The shape in which it came was also quiet fascinating. They were all wormy and dried up. Growing up in a Malayalee household the closest I was familiar with this shape was the Idiyappam which was also an entangled wormy mess but soggy and boring since it was bereft of the so called taste enhancers but the interesting part was the boiled egg curry that was served along with it. The only taste enhancer was the threat from your parents that if you don’t eat it, you would end up starving rest of the day.
So the messiah in the name of Maggie had arrived to exterminate the boring Iddayappam out of my life. But my mom, being my mom and a wonderful cook was always averse and sceptical about anything that was packaged and instant. She didn’t believe 2 minutes were enough to boil anything and take the evil elements out of it. I protested then, but she is being proven right 32 years down the road. Today as a so called busy parent, I am not as paranoid as my mother but instead tell my wife to quickly stir up a pack of Maggie for my kid’s lunch since it saves time.
Maggie and I grew up together, trusting each other; she has come to my rescue many a times during my bachelor days when all you had was a kettle and a large soup bowl particularly when all restaurants had closed for the day. A man’s master chef moment was to cook Maggie in 2 Minutes and break a couple of eggs into it. Several variants of improvised taste enhancers have been tried and tested in those days; one worth a mention is emptying the last drops of Old Monk into a cooked bowl of Maggie as a taste and sense enhancer.

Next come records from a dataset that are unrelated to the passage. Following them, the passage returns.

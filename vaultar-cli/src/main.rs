mod application;
mod presentation;
mod ui;

use vaultar_core::Result;

fn main() -> Result<()> {
    tracing_subscriber::fmt()
        .with_env_filter(
            tracing_subscriber::EnvFilter::try_from_default_env()
                .unwrap_or_else(|_| tracing_subscriber::EnvFilter::new("warn")),
        )
        .with_writer(std::io::stderr)
        .init();

    tracing::debug!(version = vaultar_core::VERSION, "vaultar starting");

    if let Err(err) = application::run() {
        eprintln!("vaultar: {err}");
        std::process::exit(1);
    }
    Ok(())
}
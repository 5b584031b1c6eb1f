use thiserror::Error;

/// Error taxonomy for the backup pipeline.
#[derive(Error, Debug)]
pub enum VaultarError {
    #[error("I/O error: {0}")]
    Io(#[from] std::io::Error),

    #[error("format error: {0}")]
    Format(String),

    #[error("crypto error: {0}")]
    Crypto(String),

    #[error("crypto state error: {0}")]
    CryptoState(String),

    #[error("config error: {0}")]
    Config(String),

    #[error("backup aborted by user")]
    UserAbort,

    #[error("out of memory")]
    OutOfMemory,
}

pub type Result<T> = std::result::Result<T, VaultarError>;

impl From<std::time::SystemTimeError> for VaultarError {
    fn from(e: std::time::SystemTimeError) -> Self {
        VaultarError::Format(e.to_string())
    }
}
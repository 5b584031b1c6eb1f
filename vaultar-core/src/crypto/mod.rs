//! CryptoPipe: file-level encrypt/decrypt over the
//! `Salted__`-framed wire format, built from [`keys`] (the state-machine
//! handle), [`cipher`] (streaming AES-CBC) and [`kdf`] (legacy
//! `EVP_BytesToKey`).

pub mod cipher;
pub mod kdf;
pub mod keys;
pub mod password;

use std::fs::File;
use std::io::{Read, Write};
use std::path::Path;

use zeroize::Zeroizing;

use crate::digest::BUF_SIZE;
use crate::error::{Result, VaultarError};
use crate::options::{CipherId, DigestAlgorithm};
use keys::{CryptoKeys, HEADER_MAGIC, SALT_LEN};

/// Streaming encrypt of `in_path` to `out_path` under the `Salted__`
/// framing. On any failure the partial
/// output is removed.
pub fn encrypt_file(
    in_path: &Path,
    out_path: &Path,
    cipher: CipherId,
    kdf_digest: DigestAlgorithm,
    kdf_iterations: u32,
    password: &mut Zeroizing<Vec<u8>>,
) -> Result<()> {
    let _guard = password::CoreDumpGuard::enter();

    let result = (|| -> Result<()> {
        let ready = CryptoKeys::new()
            .set_cipher(cipher, kdf_digest, kdf_iterations)
            .gen_salt()?
            .derive_keys(password)?;

        let mut input = File::open(in_path)?;
        let mut output = File::create(out_path)?;
        output.write_all(HEADER_MAGIC)?;
        output.write_all(&ready.salt())?;

        let mut encryptor = ready.encryptor()?;
        let mut buf = [0u8; BUF_SIZE];
        loop {
            let n = input.read(&mut buf)?;
            if n == 0 {
                break;
            }
            output.write_all(&encryptor.update(&buf[..n]))?;
        }
        output.write_all(&encryptor.finish())?;
        output.sync_all()?;
        Ok(())
    })();

    if result.is_err() {
        let _ = std::fs::remove_file(out_path);
    }
    result
}

/// Streaming decrypt of `in_path` to `out_path`. Validates the `Salted__`
/// magic before consulting the KDF.
pub fn decrypt_file(
    in_path: &Path,
    out_path: &Path,
    cipher: CipherId,
    kdf_digest: DigestAlgorithm,
    kdf_iterations: u32,
    password: &mut Zeroizing<Vec<u8>>,
) -> Result<()> {
    let _guard = password::CoreDumpGuard::enter();

    let result = (|| -> Result<()> {
        let mut input = File::open(in_path)?;
        let mut magic = [0u8; 8];
        input.read_exact(&mut magic)?;
        if &magic != HEADER_MAGIC {
            return Err(VaultarError::Format(
                "missing Salted__ header; not a recognized encrypted archive".into(),
            ));
        }
        let mut salt = [0u8; SALT_LEN];
        input.read_exact(&mut salt)?;

        let ready = CryptoKeys::new()
            .set_cipher(cipher, kdf_digest, kdf_iterations)
            .extract_salt(salt)
            .derive_keys(password)?;

        let mut output = File::create(out_path)?;
        let mut decryptor = ready.decryptor()?;
        let mut buf = [0u8; BUF_SIZE];
        loop {
            let n = input.read(&mut buf)?;
            if n == 0 {
                break;
            }
            output.write_all(&decryptor.update(&buf[..n])?)?;
        }
        output.write_all(&decryptor.finish()?)?;
        output.sync_all()?;
        Ok(())
    })();

    if result.is_err() {
        let _ = std::fs::remove_file(out_path);
    }
    result
}

/// Overwrites a file's bytes with CSPRNG data before unlinking it (spec
/// §GLOSSARY "Shred"; used on the decrypted prior-archive temp file per
/// §4.8 step 3).
pub fn shred_and_remove(path: &Path) -> Result<()> {
    let len = std::fs::metadata(path)?.len();
    let noise = password::random_bytes(len as usize)?;
    {
        let mut f = std::fs::OpenOptions::new().write(true).open(path)?;
        f.write_all(&noise)?;
        f.sync_all()?;
    }
    std::fs::remove_file(path)?;
    Ok(())
}

#[cfg(test)]
mod tests {
    use super::*;
    use std::io::Read as _;

    #[test]
    fn round_trip_encrypt_decrypt_recovers_plaintext() {
        let dir = tempfile::tempdir().unwrap();
        let plain_in = dir.path().join("plain.tar");
        let encrypted = dir.path().join("out.tar.aes-256-cbc");
        let plain_out = dir.path().join("plain.out");

        std::fs::write(&plain_in, b"this is the archive payload bytes").unwrap();

        let mut pw = Zeroizing::new(b"swordfish".to_vec());
        encrypt_file(
            &plain_in,
            &encrypted,
            CipherId::Aes256Cbc,
            DigestAlgorithm::Sha256,
            1,
            &mut pw,
        )
        .unwrap();

        let mut header = [0u8; 8];
        File::open(&encrypted)
            .unwrap()
            .read_exact(&mut header)
            .unwrap();
        assert_eq!(&header, HEADER_MAGIC);

        let mut pw2 = Zeroizing::new(b"swordfish".to_vec());
        decrypt_file(
            &encrypted,
            &plain_out,
            CipherId::Aes256Cbc,
            DigestAlgorithm::Sha256,
            1,
            &mut pw2,
        )
        .unwrap();

        let got = std::fs::read(&plain_out).unwrap();
        assert_eq!(got, b"this is the archive payload bytes");
    }

    #[test]
    fn wrong_password_does_not_recover_plaintext() {
        let dir = tempfile::tempdir().unwrap();
        let plain_in = dir.path().join("plain.tar");
        let encrypted = dir.path().join("out.tar.aes-256-cbc");
        let plain_out = dir.path().join("plain.out");

        std::fs::write(&plain_in, b"hello\n").unwrap();
        let mut pw = Zeroizing::new(b"swordfish".to_vec());
        encrypt_file(
            &plain_in,
            &encrypted,
            CipherId::Aes256Cbc,
            DigestAlgorithm::Sha256,
            1,
            &mut pw,
        )
        .unwrap();

        let mut wrong = Zeroizing::new(b"Swordfish".to_vec());
        let result = decrypt_file(
            &encrypted,
            &plain_out,
            CipherId::Aes256Cbc,
            DigestAlgorithm::Sha256,
            1,
            &mut wrong,
        );
        assert!(result.is_err());
    }

    #[test]
    fn decrypt_rejects_missing_salted_header() {
        let dir = tempfile::tempdir().unwrap();
        let bogus = dir.path().join("not-encrypted");
        let out = dir.path().join("out");
        std::fs::write(&bogus, b"plain old bytes, no header here").unwrap();

        let mut pw = Zeroizing::new(b"anything".to_vec());
        let result = decrypt_file(
            &bogus,
            &out,
            CipherId::Aes256Cbc,
            DigestAlgorithm::Sha256,
            1,
            &mut pw,
        );
        assert!(matches!(result, Err(VaultarError::Format(_))));
    }
}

I’m not sure if I am right or wrong now. However, I feel that I failed to show the wisdom my mom exhibited 32 years back, not to trust anything that was packaged and instant. I might sound archaic, but aren’t we all headed the organic way these days? Our lifestyles revolve around looking up available archaic literature from Yogic postures for a better sleep to herbal medication to live healthier.
Anything instant was fretted and fumed at by my mom who was old school. To drink good filter coffee you had to brew the brew overnight, but then Bru came along and claimed that you can brew filter coffee instantly. The jury was out on Instant gratification Vs Emotional Gratification; a good Brew went through a makeover with the emotional vowel ‘E’ being replaced with ‘U’ so as to indicate that YOU made a choice to be instantly gratified at the cost of an emotionally motivated delayed gratification,that decision would prove detrimental in the long run. Well, the whole concept of instant gratification, be it for the taste buds or simple aspirations in life, was not a way of life 3 to 4 decades back. Yet we embraced Maggie whole heartedly.
I’m no food safety expert to pass judgements here but I would certainly like to see large corporations, especially in the food industry to act responsibly realising they are in the business of feeding people of the world and not just in pursuit of a statistic called market share.